A few days ago I reviewed the book titled "Sway: The Irresistable Pull of Irrational Behavior," which is an eloquent essay with enlightening examples of situations and characteristics that cause us to make irrational decisions. Beginning on page 144, the authors (Brafman and Brafman) illustrate how our "pleasure center" can "hijack the altruism center." The authors use the example of Community High in Ann Arbor, MI, a school "rich with opportunities for intellectual and creative freedom." In the faculty's search to gain more independence from state regulations, they started a pilot program designed to improve class attendance and student performance. So, on a random day during the last week of school, teachers whose classes had at least an 80% attendance level would be rewarded with a salary bonus that "equaled roughly 12 percent of their annual salary."
Now, the moral to the story kicks in. Did the program work? Actually, the attendance rate remained constant although the course completion rate rose. But, and here's the real result: The average GPA dropped from 2.71 to 2.18. What happened? Researchers found (p. 146) that the teachers shifted their focus to enticing students to come to class so they could get the salary reward. The authors state that "Not only does our response to a monetary reward resemble our response to a drug like cocaine, but so does our drive to attain the reward."
While reading this discussion, my long-standing aversion to the application and evalution of teacher course evaluations kicked in. Although other factors are brought into consideration, I have seen the course evaluation results carry enormous weight in salary and rank considerations. I have also seen other faculty deliberately try all kinds of artificial schemes to hike their course evaluations. I watched some teachers dole out all A's and B's, while some of us continued to remember the remaining letters of the grading alphabet: C's, D's, and F's. Some teachers brought treats like Krispy Kremes on course evaluation day. Some allowed students, in defiance of University policy, to skip the final exam. Some were eminently willing to raise grades when students whined about them even though they probably had already received a grade higher than they deserved.
Some students are objective in their evaluation of teachers and courses.
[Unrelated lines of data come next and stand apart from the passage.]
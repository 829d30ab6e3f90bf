#![deny(unsafe_code)]

use std::collections::BTreeSet;

use crate::cell::CellValue;
use crate::error::{ModelError, Result};

/// A named column of cleaned cells.
#[derive(Debug, Clone, PartialEq, serde::Serialize, serde::Deserialize)]
pub struct Column {
    pub name: String,
    pub values: Vec<CellValue>,
}

/// Cleaned table: ordered, uniquely-named columns of equal length.
///
/// The constructors and mutators enforce both invariants, which is why the
/// fields are private.
#[derive(Debug, Clone, Default, PartialEq, serde::Serialize, serde::Deserialize)]
pub struct Table {
    columns: Vec<Column>,
    height: usize,
}

impl Table {
    pub fn new() -> Self {
        Self::default()
    }

    /// An empty-width table that still records a row count.
    pub fn with_height(height: usize) -> Self {
        Self {
            columns: Vec::new(),
            height,
        }
    }

    pub fn from_columns<I, S>(columns: I) -> Result<Self>
    where
        I: IntoIterator<Item = (S, Vec<CellValue>)>,
        S: Into<String>,
    {
        let mut table = Self::new();
        for (name, values) in columns {
            table.push_column(name, values)?;
        }
        Ok(table)
    }

    pub fn push_column(&mut self, name: impl Into<String>, values: Vec<CellValue>) -> Result<()> {
        let name = name.into();
        if self.columns.iter().any(|column| column.name == name) {
            return Err(ModelError::DuplicateColumn { name });
        }
        if self.columns.is_empty() && self.height == 0 {
            self.height = values.len();
        }
        if values.len() != self.height {
            return Err(ModelError::ColumnLengthMismatch {
                name,
                expected: self.height,
                found: values.len(),
            });
        }
        self.columns.push(Column { name, values });
        Ok(())
    }

    /// Replaces the values of an existing column, keeping its position.
    pub fn replace_column(&mut self, name: &str, values: Vec<CellValue>) -> Result<()> {
        if values.len() != self.height {
            return Err(ModelError::ColumnLengthMismatch {
                name: name.to_string(),
                expected: self.height,
                found: values.len(),
            });
        }
        if let Some(column) = self.columns.iter_mut().find(|column| column.name == name) {
            column.values = values;
        }
        Ok(())
    }

    pub fn drop_column(&mut self, name: &str) -> Option<Column> {
        let idx = self.columns.iter().position(|column| column.name == name)?;
        Some(self.columns.remove(idx))
    }

    pub fn column(&self, name: &str) -> Option<&[CellValue]> {
        self.columns
            .iter()
            .find(|column| column.name == name)
            .map(|column| column.values.as_slice())
    }

    pub fn column_mut(&mut self, name: &str) -> Option<&mut [CellValue]> {
        self.columns
            .iter_mut()
            .find(|column| column.name == name)
            .map(|column| column.values.as_mut_slice())
    }

    pub fn has_column(&self, name: &str) -> bool {
        self.columns.iter().any(|column| column.name == name)
    }

    pub fn columns(&self) -> &[Column] {
        &self.columns
    }

    pub fn column_names(&self) -> Vec<&str> {
        self.columns
            .iter()
            .map(|column| column.name.as_str())
            .collect()
    }

    pub fn width(&self) -> usize {
        self.columns.len()
    }

    pub fn height(&self) -> usize {
        self.height
    }

    pub fn is_empty(&self) -> bool {
        self.height == 0
    }

    /// Cells of one row, in column order.
    pub fn row(&self, idx: usize) -> Option<Vec<&CellValue>> {
        if idx >= self.height {
            return None;
        }
        Some(self.columns.iter().map(|column| &column.values[idx]).collect())
    }

    pub fn rows(&self) -> impl Iterator<Item = Vec<&CellValue>> + '_ {
        (0..self.height).map(|idx| {
            self.columns
                .iter()
                .map(|column| &column.values[idx])
                .collect()
        })
    }

    /// True when no two columns share a name. Always holds for tables built
    /// through the public API; exposed for tests and debug assertions.
    pub fn has_unique_names(&self) -> bool {
        let mut seen = BTreeSet::new();
        self.columns.iter().all(|column| seen.insert(&column.name))
    }
}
Some students become so pathologically angry that they write vicious diatribes on the course evaluation and then send a letter to the dean. I found that at least 3 or 4% of my class members in large classes of 400 or more would write absolutely despicable comments on the course evaluation. Of course, the evaluation is designed to protect the student's anonymity so that grades are not affected. Moreover, teachers are not (supposedly) allowed to see the course evaluation results until the grades are submitted to the University.
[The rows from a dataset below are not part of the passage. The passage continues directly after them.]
//! Expanding input paths into the files a run will read.

use std::path::{Path, PathBuf};

use crate::error::{IngestError, Result};
use crate::source::SourceKind;

/// A readable input file.
#[derive(Debug, Clone, PartialEq, Eq)]
pub struct DiscoveredFile {
    pub path: PathBuf,
    /// File name as shown to the user and matched by file selection.
    pub name: String,
    pub kind: SourceKind,
}

impl DiscoveredFile {
    fn from_path(path: PathBuf) -> Option<Self> {
        let kind = SourceKind::from_path(&path)?;
        let name = path.file_name()?.to_string_lossy().into_owned();
        Some(Self { path, name, kind })
    }
}

/// An input path that could not be turned into a readable file.
#[derive(Debug)]
pub struct RejectedInput {
    pub path: PathBuf,
    /// Last path component, matched by file selection like [`DiscoveredFile::name`].
    pub name: String,
    pub error: IngestError,
}

impl RejectedInput {
    fn new(path: &Path, error: IngestError) -> Self {
        let name = path
            .file_name()
            .map_or_else(|| path.display().to_string(), |name| name.to_string_lossy().into_owned());
        Self {
            path: path.to_path_buf(),
            name,
            error,
        }
    }
}

/// Files found for a run, plus the inputs that were rejected.
#[derive(Debug, Default)]
pub struct Discovery {
    pub files: Vec<DiscoveredFile>,
    pub rejected: Vec<RejectedInput>,
}

impl Discovery {
    /// True when no input produced anything, readable or not.
    pub fn is_empty(&self) -> bool {
        self.files.is_empty() && self.rejected.is_empty()
    }
}

/// Resolves input paths to files.
///
/// Files are taken as given; directories are scanned non-recursively for
/// supported files, sorted by file name. The relative order of the input
/// paths is kept. A missing path, an unsupported extension or an unreadable
/// directory rejects only that input.
pub fn discover_files(inputs: &[PathBuf]) -> Discovery {
    let mut discovery = Discovery::default();
    for input in inputs {
        if input.is_dir() {
            match list_supported_files(input) {
                Ok(files) => discovery.files.extend(files),
                Err(error) => discovery.rejected.push(RejectedInput::new(input, error)),
            }
        } else if input.is_file() {
            match DiscoveredFile::from_path(input.clone()) {
                Some(file) => discovery.files.push(file),
                None => discovery.rejected.push(RejectedInput::new(
                    input,
                    IngestError::UnsupportedExtension {
                        path: input.clone(),
                    },
                )),
            }
        } else {
            discovery.rejected.push(RejectedInput::new(
                input,
                IngestError::FileNotFound {
                    path: input.clone(),
                },
            ));
        }
    }
    discovery
}

fn list_supported_files(dir: &Path) -> Result<Vec<DiscoveredFile>> {
    let entries = std::fs::read_dir(dir).map_err(|e| IngestError::DirectoryRead {
        path: dir.to_path_buf(),
        source: e,
    })?;

    let mut files = Vec::new();
    for entry_result in entries {
        let entry = entry_result.map_err(|e| IngestError::DirectoryRead {
            path: dir.to_path_buf(),
            source: e,
        })?;
        let path = entry.path();
        if !path.is_file() {
            continue;
        }
        match DiscoveredFile::from_path(path) {
            Some(file) => files.push(file),
            None => tracing::trace!(path = %entry.path().display(), "skipping unsupported file"),
        }
    }

    // Sort by filename
    files.sort_by(|a, b| a.name.cmp(&b.name));
    Ok(files)
}

#[cfg(test)]
mod tests {
    use super::*;
    use tempfile::TempDir;

    fn create_test_dir() -> TempDir {
        let dir = TempDir::new().unwrap();
        for name in &["b_device.csv", "a_alarm.xlsx", "README.md", "c.tsv"] {
            std::fs::write(dir.path().join(name), "header\ndata").unwrap();
        }
        std::fs::create_dir(dir.path().join("nested.csv")).unwrap();
        dir
    }

    #[test]
    fn test_directory_is_scanned_and_sorted() {
        let dir = create_test_dir();
        let files = discover_files(&[dir.path().to_path_buf()]).files;
        let names: Vec<&str> = files.iter().map(|f| f.name.as_str()).collect();
        assert_eq!(names, vec!["a_alarm.xlsx", "b_device.csv", "c.tsv"]);
        assert_eq!(files[0].kind, SourceKind::Spreadsheet);
    }

    #[test]
    fn test_explicit_files_keep_input_order() {
        let dir = create_test_dir();
        let inputs = vec![
            dir.path().join("c.tsv"),
            dir.path().join("b_device.csv"),
        ];
        let files = discover_files(&inputs).files;
        assert_eq!(files[0].name, "c.tsv");
        assert_eq!(files[1].name, "b_device.csv");
    }

    #[test]
    fn test_unsupported_explicit_file() {
        let dir = create_test_dir();
        let discovery = discover_files(&[dir.path().join("README.md")]);
        assert!(discovery.files.is_empty());
        assert_eq!(discovery.rejected[0].name, "README.md");
        assert!(matches!(
            discovery.rejected[0].error,
            IngestError::UnsupportedExtension { .. }
        ));
    }

    #[test]
    fn test_missing_input() {
        let discovery = discover_files(&[PathBuf::from("/no/such/input.csv")]);
        assert!(matches!(
            discovery.rejected[0].error,
            IngestError::FileNotFound { .. }
        ));
    }

    #[test]
    fn test_bad_input_does_not_hide_good_ones() {
        let dir = create_test_dir();
        let discovery = discover_files(&[
            dir.path().join("b_device.csv"),
            dir.path().join("gone.csv"),
            dir.path().join("c.tsv"),
        ]);
        let names: Vec<&str> = discovery.files.iter().map(|f| f.name.as_str()).collect();
        assert_eq!(names, vec!["b_device.csv", "c.tsv"]);
        assert_eq!(discovery.rejected.len(), 1);
        assert_eq!(discovery.rejected[0].name, "gone.csv");
        assert!(!discovery.is_empty());
    }

    #[test]
    fn test_no_inputs_is_empty() {
        assert!(discover_files(&[]).is_empty());
    }
}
Rank, salary, and tenure considerations are life-and-death matters for individual faculty members and for the University at large. After spending any where from eight to ten or more years preparing to teach college, one would think that any one who survives that unforgiving gauntlet of torture in acquiring a Ph.D. would be ready to teach. Some, sadly, are not. Unless a new Ph.D. has experience as a lecturing Teaching Assistant with critical evaluations of their performance, new Ph.D. hires are mostly "pot luck" when turning them loose in the classroom. Some should never have sought a teaching career. However, publishing high-quality research in refereed journals has saved many a mediocre or below-average teacher, since the University's research and scholarly reputation may be deemed more critical to survival and the awarding of grants and distinction than teaching awards. But mediocre course evaluations and the absence of published refereed research combined are often the kiss of death for an academic career. The sometimes uncivil war between teaching and research has continued as long as the debate over whether Adam or Eve was at fault.
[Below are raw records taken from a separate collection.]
use std::path::PathBuf;

use serde::Serialize;
use tabfix_model::{ProcessingMode, Table};
use tabfix_transform::{DateDiagnostics, NormalizationReport};

/// Outcome of one input file.
#[derive(Debug, Clone, PartialEq, Eq, Serialize)]
#[serde(tag = "status", content = "message", rename_all = "snake_case")]
pub enum FileStatus {
    Cleaned,
    Failed(String),
}

#[derive(Debug, Clone, Serialize)]
pub struct FileReport {
    pub name: String,
    pub path: PathBuf,
    pub status: FileStatus,
    pub rows: usize,
    pub columns: usize,
    #[serde(skip_serializing_if = "Option::is_none")]
    pub date_report: Option<NormalizationReport>,
    #[serde(skip_serializing_if = "Option::is_none")]
    pub diagnostics: Option<DateDiagnostics>,
}

impl FileReport {
    pub fn failed(&self) -> bool {
        matches!(self.status, FileStatus::Failed(_))
    }
}

/// A cleaned table and the file name it is written under.
#[derive(Debug, Clone)]
pub struct CleanedOutput {
    pub file_name: String,
    pub table: Table,
}

#[derive(Debug)]
pub struct RunResult {
    pub mode: ProcessingMode,
    pub files: Vec<FileReport>,
    pub outputs: Vec<CleanedOutput>,
    /// Paths written by the output stage; empty for dry runs.
    pub written: Vec<PathBuf>,
    pub errors: Vec<String>,
    pub has_errors: bool,
}

impl RunResult {
    pub fn total_rows(&self) -> usize {
        self.outputs.iter().map(|output| output.table.height()).sum()
    }

    /// True when there is no cleaned row to show or write.
    pub fn is_empty(&self) -> bool {
        self.total_rows() == 0
    }
}
//! Timestamp parsing and normalization.
//!
//! - **generic**: layout-list parsing with a day-first or month-first preference
//! - **serial**: spreadsheet day-count serials
//! - **rules**: the ordered candidate rules used by the normalizer
//! - **normalizer**: the fallback chain and the expected-month correction pass

pub mod generic;
pub mod normalizer;
pub mod rules;
pub mod serial;

pub use generic::{DateOrder, clean_date_text, parse_generic};
pub use normalizer::{
    NormalizationReport, correct_month, normalize, normalize_with_report, resolve,
};
pub use rules::{DateCandidate, DateRule};
pub use serial::{is_serial_text, parse_serial};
Looking back over my eight-plus years of college, we did not have the now-ubiquitous course evaluation in those days. I doubt some of my very best and most valuable teachers would have scored tremendously high in communication and organization skills. What they lacked in these departments, they excelled in brilliant and creative thought and in rigor of analysis and presentation. A popular teacher may very well also be an outstanding teacher with high scores on course evaluations and, indeed, in many cases such teachers rise to the top of the academic echelons. And students, however perverse they may appear at times, are not stupid. They can see quickly through false fronts and marginal abilities. But I have also seen a few teachers become absolutely demoralized and demolished by the course evaluation when, in my own estimation, they were doing a decent job in a very tough and unpopular subject. The quest for money and academic survival may, indeed, sway academic behavior in the ways discussed by the authors of "Sway." Moreover, the entire battle and issue of "teaching to the exam" in the No Child Left Behind presents infinite possibilities for analyzing distortions of the results of a reward system and its effects on learning and teaching performance.